The local density of droplets at temperatures $k_{B}T/\epsilon =0.8,0.7,0.6$ from left to right in the first row and $0.5,0.4,0.3$ in the second row: the last figure shows the amorphous cluster that forms spontaneously. For the droplets, the figure displays a planar slice through the center of the droplet with the same color scale, ranging from zero to density $\rho {\sigma }^3=1.5$. For the amorphous cluster, the representation is a contour plot with the same characteristics as in Fig. 2 and with the actual maximum density being $n{\sigma }^3=148$.

Figure 4

(a) Amorphous structure obtained with DFT shown as a contour plot as in Fig. 3. (b) Corresponding coordinates identified using particle tracking. Blue particles are identified as defective icosahedron and others (red) are deliberately shown smaller.

Figure 5

(a) Pair distribution function of amorphous structures as obtained at different temperatures. (b) Population of face-centered-cubic, hexagonal compact, defective icosahedron, and icosahedron clusters.

Figure 6

A comparison of the amorphous (left) and crystalline (right) clusters obtained in the homogeneous case, shown as contour plots. Note the faceting of the latter structure.

Figure 7

The (canonical, Helmholtz) free energy of the liquid, amorphous, and crystalline clusters as functions of the temperature. For the amorphous and crystalline clusters, the curves were obtained by starting with the lowest temperature structures, increasing the temperature, and minimizing.
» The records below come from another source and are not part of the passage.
//! 預測序列產生器

use chrono::{Datelike, Duration, Months, NaiveDate};
use plannink_core::{
    CalculationMethod, ConsumptionHistory, MonthKey, PlannedReceipt, PlanningError, Product,
    Projection, RequiredAction, WorkCalendar,
};
use rust_decimal::prelude::ToPrimitive;
use rust_decimal::Decimal;

use crate::order::OrderResolver;
use crate::reorder::ReorderCalculator;

/// 警報提前量（天）：在警報天數之上再提早示警
const ALARM_ANTICIPATION_DAYS: u32 = 10;

/// 下單日相對補貨日的提前天數
const REQUEST_LEAD_DAYS: i64 = 5;

/// 預測序列產生器
///
/// 由產品的歷史消耗、目前庫存與配置產生整個規劃期的月度預測，
/// 並回填產品層級的補貨參數與訂購建議。
pub struct ProjectionGenerator;

impl ProjectionGenerator {
    /// 重新計算產品的衍生參數並重建預測序列
    ///
    /// 注意：所有預測的 `dias_transito_aplicados` 旗標會被重設；
    /// 要保留旗標的呼叫端（在途調整）必須先存檔再回寫。
    pub fn project(product: &mut Product, calendar: &WorkCalendar) -> plannink_core::Result<()> {
        let supplied_safety_stock = if product.safety_stock > Decimal::ZERO {
            Some(product.safety_stock)
        } else {
            None
        };

        let params = ReorderCalculator::params(
            &product.history,
            product.projected_consumption,
            supplied_safety_stock,
            &product.config,
        )?;

        product.average_consumption = params.average_consumption;
        product.total_consumption = params.total_consumption;
        product.daily_consumption = params.daily_consumption;
        product.safety_stock = params.safety_stock;
        product.minimum_stock = params.minimum_stock;
        product.reorder_point = params.reorder_point;
        product.recompute_total_stock();

        let config = product.config.clone();
        let daily = params.daily_consumption;
        let transit_days = config.transit_days;

        // 在途天數先行：到貨日按工作日推進，途中消耗從期初庫存扣除
        let arrival_date = if transit_days > 0 {
            calendar.add_business_days(product.start_date, transit_days)
        } else {
            product.start_date
        };
        let transit_burn = daily * Decimal::from(transit_days);
        let opening_stock = (product.total_stock - transit_burn).max(Decimal::ZERO);
        product.transit_consumption = transit_burn.round_dp(2);

        // 產品層級訂購狀態
        product.deficit = (params.reorder_point - opening_stock).max(Decimal::ZERO);
        product.boxes_to_order =
            OrderResolver::boxes_for_deficit(product.deficit, product.units_per_box);
        product.units_to_order = Decimal::from(product.boxes_to_order) * product.units_per_box;

        let lead = Decimal::from(config.lead_time_days);
        let max_repo = Decimal::from(config.max_reposition_days);

        if daily > Decimal::ZERO {
            let coverage = (opening_stock / daily).min(max_repo);
            let frequency = (params.reorder_point / daily).min(max_repo);
            let days_until_reposition = (frequency - lead).max(Decimal::ZERO);

            product.days_of_coverage = coverage.round_dp(2);
            product.reposition_frequency = frequency.round_dp(2);
            product.reposition_date = Some(shift_days(product.start_date, days_until_reposition)?);
        } else {
            product.days_of_coverage = Decimal::ZERO;
            product.reposition_frequency = Decimal::ZERO;
            product.reposition_date = None;
        }

        tracing::debug!(
            codigo = %product.code,
            stock_inicial = %opening_stock,
            punto_reorden = %params.reorder_point,
            "產生預測序列"
        );

        // 月度預測：期初庫存 = 前期消耗後庫存 + 前期訂購量
        let mut projections = Vec::with_capacity(config.horizon_months as usize);
        let mut open = opening_stock;
        let mut previous_ordered = Decimal::ZERO;
        let alarm_threshold =
            daily * Decimal::from(config.stock_alarm_days + ALARM_ANTICIPATION_DAYS);

        for offset in 0..config.horizon_months {
            let current_date = arrival_date
                .checked_add_months(Months::new(offset))
                .ok_or_else(|| PlanningError::InvalidDate("規劃期超出日期範圍".to_string()))?;
            let mes = MonthKey::new(current_date.year(), current_date.month())?;

            let consumption = monthly_consumption(
                &product.history,
                daily,
                current_date.month(),
                &config,
            );

            let closing = (open - consumption).max(Decimal::ZERO);

            // 目標庫存補到安全與最小庫存的中點；跌破安全庫存時至少補回安全線
            let target_stock = (params.safety_stock + params.minimum_stock) / Decimal::TWO;
            let mut month_deficit = (target_stock - closing).max(Decimal::ZERO);
            if closing < params.safety_stock {
                month_deficit = (params.safety_stock - closing).max(month_deficit);
            }

            let boxes = OrderResolver::boxes_for_deficit(month_deficit, product.units_per_box);
            let ordered_units = Decimal::from(boxes) * product.units_per_box;
            let stock_with_orders = closing + ordered_units;

            let mut projection = Projection::new(mes, current_date);
            projection.dias_transito = transit_days;
            projection.fecha_fin = calendar.add_business_days(current_date, transit_days);
            projection.stock_inicial = open.round_dp(2);
            projection.stock_proyectado = closing.round_dp(2);
            projection.consumo_mensual = consumption;
            projection.consumo_diario = daily.round_dp(2);
            projection.stock_seguridad = params.safety_stock.round_dp(2);
            projection.stock_minimo = params.minimum_stock.round_dp(2);
            projection.punto_reorden = params.reorder_point.round_dp(2);
            projection.deficit = month_deficit.round_dp(2);
            projection.cajas_a_pedir = boxes;
            projection.unidades_a_pedir = ordered_units;
            projection.alerta_stock = closing < alarm_threshold;
            projection.pedidos_recibidos = previous_ordered;
            projection.frecuencia_reposicion = product.reposition_frequency;

            if daily > Decimal::ZERO {
                let coverage = (stock_with_orders / daily).min(max_repo);
                projection.tiempo_cobertura = coverage.round_dp(2);
                projection.fecha_reposicion =
                    Some(shift_days(current_date, (coverage - lead).max(Decimal::ZERO))?);
                projection.fecha_solicitud = Some(shift_days(
                    current_date,
                    (coverage - lead - Decimal::from(REQUEST_LEAD_DAYS)).max(Decimal::ZERO),
                )?);
                projection.fecha_arribo = Some(shift_days(
                    current_date,
                    (coverage - Decimal::from(REQUEST_LEAD_DAYS)).max(Decimal::ZERO),
                )?);
            }

            projection.accion_requerida = if boxes > 0 {
                RequiredAction::OrderNow(boxes)
            } else if projection.alerta_stock {
                RequiredAction::Monitor
            } else {
                RequiredAction::Sufficient
            };

            if ordered_units > Decimal::ZERO {
                let receipt_arrival = projection.fecha_arribo.unwrap_or(projection.fecha_fin);
                projection
                    .add_pending_receipt(mes.next(), PlannedReceipt::new(ordered_units, receipt_arrival));
            }

            projections.push(projection);

            open = stock_with_orders;
            previous_ordered = ordered_units;
        }

        product.projections = projections;
        Ok(())
    }
}

/// 動態月消耗
///
/// 基底 = 日消耗 × 每月消耗天數；有同月歷史時按 0.7/0.3 加權，
/// 再套用最近三個月的趨勢因子（限制在 0.5–1.5），下限為基底的一半。
fn monthly_consumption(
    history: &ConsumptionHistory,
    daily_consumption: Decimal,
    month: u32,
    config: &plannink_core::PlanningConfig,
) -> Decimal {
    let base = daily_consumption * Decimal::from(config.consumption_days_per_month);

    if config.calculation_method == Some(CalculationMethod::HistoricalAverage) {
        return base.round_dp(2);
    }

    let same_month = history.values_for_month(month);
    let mut consumption = if same_month.is_empty() {
        base
    } else {
        let month_avg: Decimal =
            same_month.iter().copied().sum::<Decimal>() / Decimal::from(same_month.len());
        Decimal::new(7, 1) * month_avg + Decimal::new(3, 1) * base
    };

    consumption *= growth_factor(history);

    let floor = base * Decimal::new(5, 1);
    consumption.max(floor).round_dp(2)
}

/// 最近三個月的趨勢因子，限制在 [0.5, 1.5]
fn growth_factor(history: &ConsumptionHistory) -> Decimal {
    let recent: Vec<Decimal> = history
        .last_n(3)
        .into_iter()
        .filter(|v| *v > Decimal::ZERO)
        .collect();

    if recent.len() < 2 {
        return Decimal::ONE;
    }

    let diffs: Vec<Decimal> = recent.windows(2).map(|w| w[1] - w[0]).collect();
    let mean_diff: Decimal = diffs.iter().copied().sum::<Decimal>() / Decimal::from(diffs.len());
    let base_values = &recent[..recent.len() - 1];
    let base_mean: Decimal =
        base_values.iter().copied().sum::<Decimal>() / Decimal::from(base_values.len());

    if base_mean == Decimal::ZERO {
        return Decimal::ONE;
    }

    let growth = mean_diff / base_mean;
    (Decimal::ONE + growth)
        .max(Decimal::new(5, 1))
        .min(Decimal::new(15, 1))
}

/// 日期前移（天數取整）
fn shift_days(date: NaiveDate, days: Decimal) -> plannink_core::Result<NaiveDate> {
    let whole_days = days.floor().to_i64().unwrap_or(0);
    date.checked_add_signed(Duration::days(whole_days))
        .ok_or_else(|| PlanningError::InvalidDate(format!("日期溢出: {date} + {whole_days} 天")))
}
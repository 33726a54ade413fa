//! 月度庫存預測記錄

use std::collections::BTreeMap;

use chrono::NaiveDate;
use rust_decimal::Decimal;
use serde::{Deserialize, Serialize};
use uuid::Uuid;

use crate::history::MonthKey;

/// 日期欄位的序列化：None 對應既有介面的 "No aplica"
pub mod fecha_opcional {
    use chrono::NaiveDate;
    use serde::{Deserialize, Deserializer, Serializer};

    const NO_APLICA: &str = "No aplica";

    pub fn serialize<S: Serializer>(
        date: &Option<NaiveDate>,
        serializer: S,
    ) -> Result<S::Ok, S::Error> {
        match date {
            Some(d) => serializer.serialize_str(&d.format("%Y-%m-%d").to_string()),
            None => serializer.serialize_str(NO_APLICA),
        }
    }

    pub fn deserialize<'de, D: Deserializer<'de>>(
        deserializer: D,
    ) -> Result<Option<NaiveDate>, D::Error> {
        let raw = String::deserialize(deserializer)?;
        if raw.trim().is_empty() || raw == NO_APLICA {
            return Ok(None);
        }
        NaiveDate::parse_from_str(&raw, "%Y-%m-%d")
            .map(Some)
            .map_err(serde::de::Error::custom)
    }
}

/// 建議動作分類
///
/// 既有介面傳遞自由格式字串（"Stock suficiente" / "Pedir N cajas"），
/// 這裡改為封閉枚舉並保持序列化格式不變。
#[derive(Debug, Clone, Copy, PartialEq, Eq)]
pub enum RequiredAction {
    /// 庫存充足
    Sufficient,
    /// 立即下單（附建議箱數）
    OrderNow(u32),
    /// 持續監控
    Monitor,
}

impl RequiredAction {
    /// 既有介面的字串表示
    pub fn legacy_text(&self) -> String {
        match self {
            RequiredAction::Sufficient => "Stock suficiente".to_string(),
            RequiredAction::OrderNow(cajas) => format!("Pedir {cajas} cajas"),
            RequiredAction::Monitor => "Monitorear".to_string(),
        }
    }

    fn parse_legacy(raw: &str) -> Self {
        let raw = raw.trim();
        if raw.eq_ignore_ascii_case("Stock suficiente") {
            return RequiredAction::Sufficient;
        }
        if raw.eq_ignore_ascii_case("Monitorear") {
            return RequiredAction::Monitor;
        }
        if let Some(rest) = raw.strip_prefix("Pedir ") {
            if let Some(num) = rest.split_whitespace().next() {
                if let Ok(cajas) = num.parse() {
                    return RequiredAction::OrderNow(cajas);
                }
            }
        }
        RequiredAction::Monitor
    }
}

impl Serialize for RequiredAction {
    fn serialize<S: serde::Serializer>(&self, serializer: S) -> Result<S::Ok, S::Error> {
        serializer.serialize_str(&self.legacy_text())
    }
}

impl<'de> Deserialize<'de> for RequiredAction {
    fn deserialize<D: serde::Deserializer<'de>>(deserializer: D) -> Result<Self, D::Error> {
        let raw = String::deserialize(deserializer)?;
        Ok(RequiredAction::parse_legacy(&raw))
    }
}

/// 計劃收貨（某期預計到貨的補貨單）
#[derive(Debug, Clone, Serialize, Deserialize)]
pub struct PlannedReceipt {
    /// 收貨ID
    pub id: Uuid,

    /// 單位數量
    pub unidades: Decimal,

    /// 預計到貨日期
    pub fecha_arribo: NaiveDate,
}

impl PlannedReceipt {
    /// 創建新的計劃收貨
    pub fn new(unidades: Decimal, fecha_arribo: NaiveDate) -> Self {
        Self {
            id: Uuid::new_v4(),
            unidades,
            fecha_arribo,
        }
    }
}

/// 單一預測期（名義上為一個日曆月）
///
/// 序列化鍵沿用既有預測服務的小寫格式。
#[derive(Debug, Clone, Serialize, Deserialize)]
pub struct Projection {
    /// 期別標籤（月）
    pub mes: MonthKey,

    /// 本期套用的在途天數
    pub dias_transito: u32,

    /// 期初預測庫存
    pub stock_inicial: Decimal,

    /// 消耗後的預測庫存
    pub stock_proyectado: Decimal,

    /// 月消耗
    pub consumo_mensual: Decimal,

    /// 日消耗
    pub consumo_diario: Decimal,

    /// 安全庫存
    pub stock_seguridad: Decimal,

    /// 最小庫存
    pub stock_minimo: Decimal,

    /// 再訂購點
    pub punto_reorden: Decimal,

    /// 本期缺口
    pub deficit: Decimal,

    /// 建議訂購箱數
    pub cajas_a_pedir: u32,

    /// 建議訂購單位數
    pub unidades_a_pedir: Decimal,

    /// 庫存警報
    pub alerta_stock: bool,

    /// 預計補貨日期
    #[serde(with = "fecha_opcional")]
    pub fecha_reposicion: Option<NaiveDate>,

    /// 建議下單日期
    #[serde(with = "fecha_opcional")]
    pub fecha_solicitud: Option<NaiveDate>,

    /// 預計到貨日期
    #[serde(with = "fecha_opcional")]
    pub fecha_arribo: Option<NaiveDate>,

    /// 本期起始日期
    pub fecha_inicio: NaiveDate,

    /// 本期結束日期（由在途天數按工作日推算）
    pub fecha_fin: NaiveDate,

    /// 覆蓋時間（天）
    pub tiempo_cobertura: Decimal,

    /// 補貨頻率（天）
    pub frecuencia_reposicion: Decimal,

    /// 在途單位數
    pub unidades_en_transito: Decimal,

    /// 待收補貨單（期別 → 收貨）
    pub pedidos_pendientes: BTreeMap<MonthKey, PlannedReceipt>,

    /// 本期已收單位數
    pub pedidos_recibidos: Decimal,

    /// 建議動作
    pub accion_requerida: RequiredAction,

    /// 使用者是否對本期套用過在途天數
    ///
    /// 此旗標屬於預測記錄本身，局部重算不得重設其他期的值。
    pub dias_transito_aplicados: bool,
}

impl Projection {
    /// 創建歸零的預測記錄，數值由產生器填入
    pub fn new(mes: MonthKey, fecha_inicio: NaiveDate) -> Self {
        Self {
            mes,
            dias_transito: 0,
            stock_inicial: Decimal::ZERO,
            stock_proyectado: Decimal::ZERO,
            consumo_mensual: Decimal::ZERO,
            consumo_diario: Decimal::ZERO,
            stock_seguridad: Decimal::ZERO,
            stock_minimo: Decimal::ZERO,
            punto_reorden: Decimal::ZERO,
            deficit: Decimal::ZERO,
            cajas_a_pedir: 0,
            unidades_a_pedir: Decimal::ZERO,
            alerta_stock: false,
            fecha_reposicion: None,
            fecha_solicitud: None,
            fecha_arribo: None,
            fecha_inicio,
            fecha_fin: fecha_inicio,
            tiempo_cobertura: Decimal::ZERO,
            frecuencia_reposicion: Decimal::ZERO,
            unidades_en_transito: Decimal::ZERO,
            pedidos_pendientes: BTreeMap::new(),
            pedidos_recibidos: Decimal::ZERO,
            accion_requerida: RequiredAction::Sufficient,
            dias_transito_aplicados: false,
        }
    }

    /// 是否低於再訂購點
    pub fn is_below_reorder_point(&self) -> bool {
        self.stock_proyectado < self.punto_reorden
    }

    /// 危急狀態（讀取時計算，不另外儲存）：預測庫存低於安全庫存
    pub fn is_critical(&self) -> bool {
        self.stock_proyectado < self.stock_seguridad
    }

    /// 登記一筆待收補貨單
    pub fn add_pending_receipt(&mut self, mes: MonthKey, receipt: PlannedReceipt) {
        self.unidades_en_transito += receipt.unidades;
        self.pedidos_pendientes.insert(mes, receipt);
    }
}
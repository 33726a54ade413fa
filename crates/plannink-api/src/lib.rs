//! # Plannink API
//!
//! 資料正規化邊界與計算服務層

pub mod ingest;
pub mod service;

// Re-export 主要類型
pub use ingest::{Normalizer, RawRecord, SCHEMA_VERSION};
pub use service::PlanningService;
The inset shows the free energy of the amorphous and solid clusters relative to the liquid droplet.

Figure 8

Vacancy concentration as a function of average density determined using the mRSLT model both by minimizing the free energy at constant particle number and at constant chemical potential with subsequent minimization with respect to the lattice spacing in both cases. Simulations results due to Kwak et al. [74] and Bennett and Alder [75] are shown as are the WBII results of Oettel et al. [16].